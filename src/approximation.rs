//! Action approximation module.
//!
//! An [`ActionApproximation`] is the expected effect of an action: damage and
//! healing per target, plus the probability of each status effect and of a
//! kill. Branches merge additively, scaled by the probability of reaching
//! them. Probabilities are clamped to `[0, 1]` after every merge.

use crate::entity::EntityId;
use serde::{Deserialize, Serialize};
use std::collections::BTreeMap;

/// Probability-weighted projection of an action's effects.
///
/// # Examples
///
/// ```rust
/// use zzcombat::{ActionApproximation, EntityId};
///
/// let orc = EntityId::from_str("orc");
/// let mut hit = ActionApproximation::default();
/// hit.add_damage(&orc, 9);
/// hit.add_kill_chance(&orc, 1.0);
///
/// let mut total = ActionApproximation::default();
/// total.merge_scaled(&hit, 0.55);
/// assert_eq!(total.damage_to(&orc), 4);
/// assert!((total.kill_chance_of(&orc) - 0.55).abs() < 1e-9);
/// ```
#[derive(Debug, Clone, Default, PartialEq, Serialize, Deserialize)]
pub struct ActionApproximation {
    pub damage_dealt: BTreeMap<EntityId, i32>,
    pub healing_done: BTreeMap<EntityId, i32>,
    pub effects_applied: BTreeMap<EntityId, BTreeMap<String, f64>>,
    pub kill_chance: BTreeMap<EntityId, f64>,
}

fn add_probability(slot: &mut f64, p: f64) {
    *slot = (*slot + p).clamp(0.0, 1.0);
}

impl ActionApproximation {
    pub fn new() -> Self {
        Self::default()
    }

    pub fn is_empty(&self) -> bool {
        self.damage_dealt.is_empty()
            && self.healing_done.is_empty()
            && self.effects_applied.is_empty()
            && self.kill_chance.is_empty()
    }

    pub fn add_damage(&mut self, target: &EntityId, amount: i32) {
        let slot = self.damage_dealt.entry(target.clone()).or_insert(0);
        *slot = slot.saturating_add(amount);
    }

    pub fn add_healing(&mut self, target: &EntityId, amount: i32) {
        let slot = self.healing_done.entry(target.clone()).or_insert(0);
        *slot = slot.saturating_add(amount);
    }

    pub fn add_effect(&mut self, target: &EntityId, effect: &str, probability: f64) {
        let slot = self
            .effects_applied
            .entry(target.clone())
            .or_default()
            .entry(effect.to_string())
            .or_insert(0.0);
        add_probability(slot, probability);
    }

    pub fn add_kill_chance(&mut self, target: &EntityId, probability: f64) {
        let slot = self.kill_chance.entry(target.clone()).or_insert(0.0);
        add_probability(slot, probability);
    }

    /// Add `other` into `self`.
    pub fn merge(&mut self, other: &ActionApproximation) {
        self.merge_scaled(other, 1.0);
    }

    /// Add `other` scaled by `coefficient`.
    ///
    /// Damage and healing are multiplied and truncated toward zero;
    /// probabilities are multiplied.
    pub fn merge_scaled(&mut self, other: &ActionApproximation, coefficient: f64) {
        for (target, amount) in &other.damage_dealt {
            self.add_damage(target, (*amount as f64 * coefficient) as i32);
        }
        for (target, amount) in &other.healing_done {
            self.add_healing(target, (*amount as f64 * coefficient) as i32);
        }
        for (target, effects) in &other.effects_applied {
            for (effect, p) in effects {
                self.add_effect(target, effect, p * coefficient);
            }
        }
        for (target, p) in &other.kill_chance {
            self.add_kill_chance(target, p * coefficient);
        }
    }

    pub fn damage_to(&self, target: &EntityId) -> i32 {
        self.damage_dealt.get(target).copied().unwrap_or(0)
    }

    pub fn healing_to(&self, target: &EntityId) -> i32 {
        self.healing_done.get(target).copied().unwrap_or(0)
    }

    pub fn effect_chance(&self, target: &EntityId, effect: &str) -> f64 {
        self.effects_applied
            .get(target)
            .and_then(|e| e.get(effect))
            .copied()
            .unwrap_or(0.0)
    }

    pub fn kill_chance_of(&self, target: &EntityId) -> f64 {
        self.kill_chance.get(target).copied().unwrap_or(0.0)
    }

    pub fn total_damage(&self) -> i64 {
        self.damage_dealt.values().map(|d| *d as i64).sum()
    }
}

- - - - - - -

What you are asked to do: What number of lines in the data above include the string "coefficient"? Answer with that number only.

Solution: 6